◆ To do
Filter the entries down to the lines holding "Option", then copy those lines.

** Data supplied follows **

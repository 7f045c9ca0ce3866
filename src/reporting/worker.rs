//! Operation execution.
//!
//! The worker drains the operation queue, hands every operation to the
//! executor its tag selects, and retries transient failures with backoff.
//! Operations are discarded after success or final failure.

use std::future::Future;
use std::sync::Arc;
use std::time::Duration;

use tokio::task::JoinSet;
use tokio_util::sync::CancellationToken;
use tracing::{debug, error, info, warn};

use super::analytics::AnalyticsTracker;
use super::operations::{ExecutorTag, Operation, OperationReceiver, QueuedOperation};
use super::retry_policy::RetryPolicy;
use super::transport::ReportTransport;
use crate::metrics;
use crate::notifications::{NotificationError, NotificationStore, RecordProperty, Result};

/// Handlers for every executor tag.
pub struct OperationExecutors {
    store: Arc<dyn NotificationStore>,
    tracker: AnalyticsTracker,
    receipts: Option<Arc<dyn ReportTransport>>,
    report_timeout: Duration,
}

impl OperationExecutors {
    pub fn new(
        store: Arc<dyn NotificationStore>,
        tracker: AnalyticsTracker,
        receipts: Option<Arc<dyn ReportTransport>>,
        report_timeout: Duration,
    ) -> Self {
        Self {
            store,
            tracker,
            receipts,
            report_timeout,
        }
    }

    /// Apply `operation` once.
    pub async fn execute(&self, operation: &Operation) -> Result<()> {
        match operation.executor() {
            ExecutorTag::UpdateProperty => self.update_property(operation).await,
            ExecutorTag::TrackOpened => self.with_timeout(self.tracker.track(operation)).await,
            ExecutorTag::TrackReceived => match &self.receipts {
                Some(transport) => self.with_timeout(transport.send(operation)).await,
                None => {
                    debug!(
                        "No receipt transport, discarding receipt for {}",
                        operation.target_id()
                    );
                    Ok(())
                }
            },
        }
    }

    async fn update_property(&self, operation: &Operation) -> Result<()> {
        let store = self.store.clone();
        let id = operation.target_id().to_string();
        let property = RecordProperty::from_name(operation.property());
        let value = operation.value().clone();

        tokio::task::spawn_blocking(move || store.update(&id, &property, &value))
            .await
            .map_err(|e| NotificationError::StorageUnavailable(e.to_string()))?
    }

    async fn with_timeout(&self, report: impl Future<Output = Result<()>>) -> Result<()> {
        match tokio::time::timeout(self.report_timeout, report).await {
            Ok(result) => result,
            Err(_) => Err(NotificationError::TransientNetworkFailure(format!(
                "report timed out after {}s",
                self.report_timeout.as_secs()
            ))),
        }
    }
}

#[derive(Debug, Clone, PartialEq)]
pub enum OperationResult {
    Succeeded,
    /// Failed in a way retrying cannot fix.
    Dropped(NotificationError),
    /// Still failing transiently after the last allowed retry.
    Exhausted(NotificationError),
    Cancelled,
}

/// Run one queued operation to completion: initial delay, attempts, backoff.
pub async fn run_operation(
    executors: &OperationExecutors,
    retry_policy: &RetryPolicy,
    queued: QueuedOperation,
    shutdown: &CancellationToken,
) -> OperationResult {
    let QueuedOperation { operation, delay } = queued;
    let executor = operation.executor().as_str();

    if !delay.is_zero() {
        tokio::select! {
            _ = tokio::time::sleep(delay) => {}
            _ = shutdown.cancelled() => return OperationResult::Cancelled,
        }
    }

    let mut retries = 0;
    loop {
        match executors.execute(&operation).await {
            Ok(()) => {
                metrics::record_operation(executor, "success");
                debug!("{} for {} done", executor, operation.target_id());
                return OperationResult::Succeeded;
            }
            Err(e) if e.is_benign() => {
                metrics::record_operation(executor, "not_found");
                warn!("{} skipped: {}", executor, e);
                return OperationResult::Dropped(e);
            }
            Err(e) if retry_policy.should_retry(&e, retries) => {
                let backoff = retry_policy.backoff(retries);
                metrics::record_operation(executor, "retry");
                warn!(
                    "{} for {} failed: {}, retry {} in {}s",
                    executor,
                    operation.target_id(),
                    e,
                    retries + 1,
                    backoff.as_secs()
                );
                retries += 1;
                tokio::select! {
                    _ = tokio::time::sleep(backoff) => {}
                    _ = shutdown.cancelled() => return OperationResult::Cancelled,
                }
            }
            Err(e) if e.is_retryable() => {
                metrics::record_operation(executor, "exhausted");
                error!(
                    "{} for {} failed after {} retries, giving up: {}",
                    executor,
                    operation.target_id(),
                    retries,
                    e
                );
                return OperationResult::Exhausted(e);
            }
            Err(e) => {
                metrics::record_operation(executor, "dropped");
                error!(
                    "{} for {} failed permanently, dropping: {}",
                    executor,
                    operation.target_id(),
                    e
                );
                return OperationResult::Dropped(e);
            }
        }
    }
}

/// Background consumer of the operation queue.
pub struct OperationWorker {
    receiver: OperationReceiver,
    executors: Arc<OperationExecutors>,
    retry_policy: RetryPolicy,
}

impl OperationWorker {
    pub fn new(
        receiver: OperationReceiver,
        executors: Arc<OperationExecutors>,
        retry_policy: RetryPolicy,
    ) -> Self {
        Self {
            receiver,
            executors,
            retry_policy,
        }
    }

    /// Main processing loop - call from a spawned task.
    ///
    /// Each operation runs on its own task so one operation's backoff never
    /// holds up the rest. Returns once the queue is closed and every
    /// operation has finished, or when `shutdown` fires.
    pub async fn run(mut self, shutdown: CancellationToken) {
        info!(
            "Operation worker starting (max_retries={}, initial_backoff={}s)",
            self.retry_policy.max_retries, self.retry_policy.initial_backoff_secs
        );

        let mut in_flight = JoinSet::new();
        loop {
            tokio::select! {
                queued = self.receiver.recv() => match queued {
                    Some(queued) => {
                        let executors = self.executors.clone();
                        let retry_policy = self.retry_policy.clone();
                        let shutdown = shutdown.clone();
                        in_flight.spawn(async move {
                            run_operation(&executors, &retry_policy, queued, &shutdown).await
                        });
                    }
                    None => {
                        debug!("Operation queue closed");
                        break;
                    }
                },
                Some(_) = in_flight.join_next(), if !in_flight.is_empty() => {}
                _ = shutdown.cancelled() => {
                    info!("Operation worker shutting down, {} operation(s) abandoned", in_flight.len());
                    in_flight.abort_all();
                    return;
                }
            }
        }

        loop {
            tokio::select! {
                next = in_flight.join_next() => {
                    if next.is_none() {
                        break;
                    }
                }
                _ = shutdown.cancelled() => {
                    in_flight.abort_all();
                    break;
                }
            }
        }
        info!("Operation worker stopped");
    }
}

#[cfg(test)]
mod tests {
    use super::*;
    use crate::notifications::{NotificationRecord, SqliteNotificationStore};
    use crate::reporting::OperationQueue;
    use async_trait::async_trait;
    use serde_json::json;
    use std::collections::VecDeque;
    use std::sync::Mutex;

    /// Transport answering from a script, then succeeding.
    #[derive(Default)]
    struct Scripted {
        script: Mutex<VecDeque<Result<()>>>,
        calls: Mutex<Vec<String>>,
    }

    impl Scripted {
        fn with(script: Vec<Result<()>>) -> Arc<Self> {
            Arc::new(Self {
                script: Mutex::new(script.into()),
                calls: Mutex::new(Vec::new()),
            })
        }

        fn calls(&self) -> usize {
            self.calls.lock().unwrap().len()
        }
    }

    #[async_trait]
    impl ReportTransport for Scripted {
        async fn send(&self, operation: &Operation) -> Result<()> {
            self.calls
                .lock()
                .unwrap()
                .push(operation.target_id().to_string());
            self.script.lock().unwrap().pop_front().unwrap_or(Ok(()))
        }
    }

    struct Hanging;

    #[async_trait]
    impl ReportTransport for Hanging {
        async fn send(&self, _operation: &Operation) -> Result<()> {
            std::future::pending().await
        }
    }

    fn executors(transport: Arc<dyn ReportTransport>) -> (Arc<SqliteNotificationStore>, OperationExecutors) {
        let store = Arc::new(SqliteNotificationStore::in_memory().unwrap());
        let executors = OperationExecutors::new(
            store.clone(),
            AnalyticsTracker::Remote(transport.clone()),
            Some(transport),
            Duration::from_millis(200),
        );
        (store, executors)
    }

    fn queued(operation: Operation) -> QueuedOperation {
        QueuedOperation {
            operation,
            delay: Duration::ZERO,
        }
    }

    #[tokio::test]
    async fn test_transient_failures_are_retried() {
        let transport = Scripted::with(vec![
            Err(NotificationError::TransientNetworkFailure("503".into())),
            Err(NotificationError::TransientNetworkFailure("503".into())),
        ]);
        let (_, executors) = executors(transport.clone());

        let result = run_operation(
            &executors,
            &RetryPolicy::immediate(5),
            queued(Operation::track_received("n1", 0)),
            &CancellationToken::new(),
        )
        .await;

        assert_eq!(result, OperationResult::Succeeded);
        assert_eq!(transport.calls(), 3);
    }

    #[tokio::test]
    async fn test_retries_are_bounded() {
        let transport = Scripted::with(
            (0..10)
                .map(|_| Err(NotificationError::TransientNetworkFailure("down".into())))
                .collect(),
        );
        let (_, executors) = executors(transport.clone());

        let result = run_operation(
            &executors,
            &RetryPolicy::immediate(2),
            queued(Operation::track_received("n1", 0)),
            &CancellationToken::new(),
        )
        .await;

        assert!(matches!(result, OperationResult::Exhausted(_)));
        assert_eq!(transport.calls(), 3);
    }

    #[tokio::test]
    async fn test_permanent_failure_is_dropped_without_retry() {
        let transport = Scripted::with(vec![Err(NotificationError::PermanentReportFailure(
            "400".into(),
        ))]);
        let (_, executors) = executors(transport.clone());

        let result = run_operation(
            &executors,
            &RetryPolicy::immediate(5),
            queued(Operation::track_opened("n1", 0)),
            &CancellationToken::new(),
        )
        .await;

        assert!(matches!(
            result,
            OperationResult::Dropped(NotificationError::PermanentReportFailure(_))
        ));
        assert_eq!(transport.calls(), 1);
    }

    #[tokio::test]
    async fn test_report_timeout_counts_as_transient() {
        let (_, executors) = executors(Arc::new(Hanging));
        let err = executors
            .execute(&Operation::track_received("n1", 0))
            .await
            .unwrap_err();
        assert!(matches!(err, NotificationError::TransientNetworkFailure(_)));
    }

    #[tokio::test]
    async fn test_update_property_executor_writes_store() {
        let (store, executors) = executors(Scripted::with(vec![]));
        store.insert(&NotificationRecord::new("n1", 0)).unwrap();

        executors
            .execute(&Operation::update_property("n1", "opened_at", json!(99), 0))
            .await
            .unwrap();
        assert_eq!(
            store.get("n1").unwrap().unwrap().properties["opened_at"],
            json!(99)
        );

        let result = run_operation(
            &executors,
            &RetryPolicy::immediate(5),
            queued(Operation::update_property("ghost", "opened_at", json!(1), 0)),
            &CancellationToken::new(),
        )
        .await;
        assert!(matches!(
            result,
            OperationResult::Dropped(NotificationError::NotFound(_))
        ));
    }

    #[tokio::test]
    async fn test_cancelled_during_delay() {
        let transport = Scripted::with(vec![]);
        let (_, executors) = executors(transport.clone());
        let shutdown = CancellationToken::new();
        shutdown.cancel();

        let result = run_operation(
            &executors,
            &RetryPolicy::immediate(5),
            QueuedOperation {
                operation: Operation::track_received("n1", 0),
                delay: Duration::from_secs(60),
            },
            &shutdown,
        )
        .await;

        assert_eq!(result, OperationResult::Cancelled);
        assert_eq!(transport.calls(), 0);
    }

    #[tokio::test]
    async fn test_worker_drains_queue_until_closed() {
        let transport = Scripted::with(vec![Err(NotificationError::TransientNetworkFailure(
            "blip".into(),
        ))]);
        let (_, executors) = executors(transport.clone());
        let (queue, receiver) = OperationQueue::new();
        let worker = OperationWorker::new(receiver, Arc::new(executors), RetryPolicy::immediate(3));

        queue.enqueue(Operation::track_received("a", 0));
        queue.enqueue(Operation::track_opened("b", 0));
        drop(queue);

        tokio::time::timeout(Duration::from_secs(5), worker.run(CancellationToken::new()))
            .await
            .unwrap();

        // One retry for the first transient failure.
        assert_eq!(transport.calls(), 3);
    }
}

** End of Data supplied **

◆ Solution to this problem
    receipts: Option<Arc<dyn ReportTransport>>,
        receipts: Option<Arc<dyn ReportTransport>>,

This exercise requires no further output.